Still, there was no clear framework for how legislators and the governor would overcome their impasse over the size of Permanent Fund dividend checks, and the reluctance among some to implement new taxes with just 20 days left in the legislative session. Dunleavy admitted it might take a special session.
“Don’t be surprised if you hear discussion of a special session just simply to focus on a fiscal plan,” he said.
The state budget for decades has been heavily reliant on the price of oil, and the state has been steadily draining its savings over the past years as oil prices haven’t kept pace with increased spending.
At current oil prices and with a full, statutory PFD and current spending, the state’s savings would be drained in a few years. Sen. Bill Wielechowski, D-Anchorage, said letting that happen would be disastrous.
“If oil drops or the stock market drops, then we will be in a situation where we’re unable to meet our constitutional obligations to provide an adequate education, to provide for public safety, to provide for the fundamental services that the people of Alaska expect and deserve,” he said.
A fiscal plan would include permanent adjustments to the amount the state spends per student in public schools, the size of the PFD and a new broad-based tax like a sales or income tax.
The House and Senate have been divided over how much the state can afford to spend on PFD checks, while Dunleavy has pushed for a full statutory dividend of nearly $4,000. Without reductions in other areas and with the current price of oil, the state would run out of savings in about four years, according to projections from Neil Steininger, director of the Office of Management and Budget.
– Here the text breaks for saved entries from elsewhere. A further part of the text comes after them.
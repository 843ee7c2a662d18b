//! Message authentication for gateway payloads.
//!
//! Every request body sent to the gateway carries a `Signature` header: the
//! base64-encoded HMAC-SHA384 of the exact body bytes, keyed with the merchant
//! secret. The same primitive authenticates the gateway's callbacks.
//!
//! # Examples
//!
//! ```
//! use simplepay::signature::{generate_salt, sign, verify};
//!
//! let body = br#"{"salt":"00","merchant":"PUBLICTESTHUF"}"#;
//! let signature = sign("FxDa5w314kLlNseq2sKuVwaqZshZT5d6", body);
//! assert!(verify("FxDa5w314kLlNseq2sKuVwaqZshZT5d6", body, &signature));
//!
//! assert_eq!(generate_salt().len(), 32);
//! ```

use base64::{Engine, engine::general_purpose::STANDARD};
use hmac::{Hmac, Mac};
use rand::{RngCore, rngs::OsRng};
use sha2::Sha384;

type HmacSha384 = Hmac<Sha384>;

/// Number of random bytes in a salt.
pub const SALT_BYTES: usize = 16;

#[allow(clippy::expect_used, reason = "HMAC accepts keys of any length")]
fn keyed_mac(secret: &str) -> HmacSha384 {
    HmacSha384::new_from_slice(secret.trim().as_bytes()).expect("HMAC accepts keys of any length")
}

/// Computes the base64-encoded HMAC-SHA384 of `message` keyed with `secret`.
///
/// Leading and trailing whitespace in `secret` is ignored. The function is pure:
/// the same inputs always produce the same signature.
#[must_use]
pub fn sign(secret: &str, message: &[u8]) -> String {
    let mut mac = keyed_mac(secret);
    mac.update(message);
    STANDARD.encode(mac.finalize().into_bytes())
}

/// Checks a base64 signature against `message` in constant time.
///
/// Returns `false` for signatures that are not valid base64.
#[must_use]
pub fn verify(secret: &str, message: &[u8], signature: &str) -> bool {
    let Ok(expected) = STANDARD.decode(signature.trim()) else {
        return false;
    };

    let mut mac = keyed_mac(secret);
    mac.update(message);
    mac.verify_slice(&expected).is_ok()
}

/// Generates a fresh request salt: 16 bytes from the OS CSPRNG, hex-encoded.
#[must_use]
pub fn generate_salt() -> String {
    let mut bytes = [0u8; SALT_BYTES];
    OsRng.fill_bytes(&mut bytes);
    hex::encode(bytes)
}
The dire fiscal outlook has prompted what leaders called unprecedented cooperation and commitment to coming up with a compromise.
“When you have a united acknowledgement that you have a problem that must be solved, and you have folks coming together in a good faith effort to put our minds together on those issues, with a little bit of time and discussion and effort, you can get to a framework that works for a majority of members in that group,” said Rep. Calvin Schrage, an Independent from Anchorage.
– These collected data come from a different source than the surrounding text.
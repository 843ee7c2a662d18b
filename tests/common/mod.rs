//! In-memory transport shared by the integration tests.

#![allow(dead_code, reason = "each test binary uses a different subset")]

use std::sync::Mutex;

use simplepay::{
    Result,
    transport::{Transport, TransportResponse},
};

/// One captured outbound request.
#[derive(Debug, Clone)]
pub struct RecordedRequest {
    pub url: String,
    pub body: String,
    pub headers: Vec<(String, String)>,
}

impl RecordedRequest {
    pub fn header(&self, name: &str) -> Option<&str> {
        self.headers.iter().find(|(k, _)| k.eq_ignore_ascii_case(name)).map(|(_, v)| v.as_str())
    }

    pub fn json(&self) -> serde_json::Value {
        serde_json::from_str(&self.body).expect("request body should be JSON")
    }
}

/// Records every request and answers with a canned reply.
#[derive(Debug)]
pub struct RecordingTransport {
    status: u16,
    reply: String,
    requests: Mutex<Vec<RecordedRequest>>,
}

impl RecordingTransport {
    pub fn replying(status: u16, reply: impl Into<String>) -> Self {
        Self { status, reply: reply.into(), requests: Mutex::new(Vec::new()) }
    }

    pub fn requests(&self) -> Vec<RecordedRequest> {
        self.requests.lock().expect("lock poisoned").clone()
    }

    pub fn only_request(&self) -> RecordedRequest {
        let requests = self.requests();
        assert_eq!(requests.len(), 1, "expected exactly one request");
        requests.into_iter().next().expect("one request")
    }
}

impl Transport for RecordingTransport {
    async fn post<'a>(
        &'a self,
        url: &'a str,
        body: &'a [u8],
        headers: &'a [(&'a str, &'a str)],
    ) -> Result<TransportResponse> {
        self.requests.lock().expect("lock poisoned").push(RecordedRequest {
            url: url.to_owned(),
            body: String::from_utf8(body.to_vec()).expect("body should be UTF-8"),
            headers: headers.iter().map(|(k, v)| ((*k).to_owned(), (*v).to_owned())).collect(),
        });

        Ok(TransportResponse {
            status: self.status,
            body: self.reply.as_bytes().to_vec(),
            headers: vec![("Content-Type".to_owned(), "application/json".to_owned())],
        })
    }

    fn protocol_name(&self) -> &'static str {
        "recording"
    }
}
Dunleavy, who has long been resistant to taxes, said his administration will likely release a sales tax plan in the next few days that will cover most goods and services. While he didn’t offer final details, he suggested it would be a 1% tax, which Steininger said could raise about $466 million per year.
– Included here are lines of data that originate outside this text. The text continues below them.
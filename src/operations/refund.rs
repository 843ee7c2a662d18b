//! Refund a finished payment, fully or partially.

use rust_decimal::Decimal;
use serde::Serialize;
use tracing::debug;

use crate::{
    SDK_VERSION,
    error::Result,
    merchant::{Currency, EnvironmentConfig, MerchantCredential},
    models::{GatewayResponse, RefundResponse, amount},
    signature::generate_salt,
    transaction::{Operation, OperationKind, SignedRequest, Transaction},
    transport::{HttpTransport, Transport},
};

/// Refund operation descriptor.
#[derive(Debug, Clone, Copy)]
pub struct Refund;

impl Operation for Refund {
    const KIND: OperationKind = OperationKind::Refund;
    type Request = RefundRequest;
    type Response = RefundResponse;
}

/// Body of a refund request.
#[derive(Debug, Clone, PartialEq, Eq, Serialize)]
#[serde(rename_all = "camelCase")]
pub struct RefundRequest {
    /// Per-request random salt.
    pub salt: String,
    /// Order reference of the payment to refund.
    pub order_ref: String,
    /// Gateway identifier of the payment to refund.
    #[serde(skip_serializing_if = "Option::is_none")]
    pub transaction_id: Option<u64>,
    /// Merchant identifier.
    pub merchant: String,
    /// Transaction currency.
    pub currency: Currency,
    /// Amount to refund.
    #[serde(with = "amount")]
    pub refund_total: Decimal,
    /// Client identification.
    pub sdk_version: String,
}

impl RefundRequest {
    /// Creates a request with a fresh salt, an empty order reference and a zero total.
    #[must_use]
    pub fn new(merchant_id: &str) -> Self {
        Self {
            salt: generate_salt(),
            order_ref: String::new(),
            transaction_id: None,
            merchant: merchant_id.to_owned(),
            currency: Currency::Huf,
            refund_total: Decimal::ZERO,
            sdk_version: SDK_VERSION.to_owned(),
        }
    }
}

/// Builder for a refund.
///
/// No fields are required locally; the gateway rejects refunds it cannot match.
#[derive(Debug)]
pub struct RefundTransaction<T = HttpTransport> {
    base: Transaction<Refund, T>,
    request: RefundRequest,
    response: Option<GatewayResponse<RefundResponse>>,
}

impl RefundTransaction<HttpTransport> {
    /// Creates a refund builder over a default [`HttpTransport`].
    ///
    /// # Errors
    ///
    /// Returns error if the HTTP client cannot be built.
    pub fn new(merchant: MerchantCredential, environment: &EnvironmentConfig) -> Result<Self> {
        Ok(Self::with_transport(merchant, environment, HttpTransport::new()?))
    }
}

impl<T: Transport> RefundTransaction<T> {
    /// Creates a refund builder over an explicit transport.
    #[must_use]
    pub fn with_transport(
        merchant: MerchantCredential,
        environment: &EnvironmentConfig,
        transport: T,
    ) -> Self {
        let request = RefundRequest::new(merchant.merchant_id());
        Self {
            base: Transaction::with_transport(merchant, environment, transport),
            request,
            response: None,
        }
    }

    /// Sets the order reference of the payment to refund.
    pub fn set_order_ref(&mut self, order_ref: impl Into<String>) -> &mut Self {
        self.request.order_ref = order_ref.into();
        self
    }

    /// Sets the gateway identifier of the payment to refund.
    pub fn set_transaction_id(&mut self, transaction_id: u64) -> &mut Self {
        self.request.transaction_id = Some(transaction_id);
        self
    }

    /// Sets the amount to refund. Negative amounts are ignored.
    ///
    /// Float amounts convert with `Decimal::try_from(12.5_f64)`, which rejects
    /// NaN and infinities.
    pub fn set_refund_total(&mut self, total: impl Into<Decimal>) -> &mut Self {
        let total = total.into();
        if total < Decimal::ZERO {
            debug!(%total, "ignoring negative refund total");
            return self;
        }
        self.request.refund_total = total;
        self
    }

    /// Sets the transaction currency.
    pub fn set_currency(&mut self, currency: Currency) -> &mut Self {
        self.request.currency = currency;
        self
    }

    /// Request as it stands.
    #[must_use]
    pub const fn request(&self) -> &RefundRequest {
        &self.request
    }

    /// Reply to the last [`refund`](Self::refund) call.
    #[must_use]
    pub const fn response(&self) -> Option<&GatewayResponse<RefundResponse>> {
        self.response.as_ref()
    }

    /// Signs the request as it stands without sending it.
    ///
    /// # Errors
    ///
    /// Returns error if the request cannot be encoded.
    pub fn prepare(&self) -> Result<SignedRequest> {
        self.base.prepare(&self.request)
    }

    /// Sends the refund.
    ///
    /// # Errors
    ///
    /// Returns error if the exchange fails or the reply is not JSON.
    pub async fn refund(&mut self) -> Result<GatewayResponse<RefundResponse>> {
        let response = self.base.run(&self.request).await?;
        self.response = Some(response.clone());
        Ok(response)
    }
}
Rep. Ben Carpenter, R-Nikiski, introduced a 2% sales tax proposal in March, and Anchorage Independent Rep. Alyse Galvin has her own income tax bill that would tax high earners at 2%.
Still, while optimistic, legislative leaders and the governor acknowledged there was no clear road map for a fiscal plan or even passing the budget. The Senate and House are currently divided over the size of the PFD and neither side has indicated that it is willing to budge.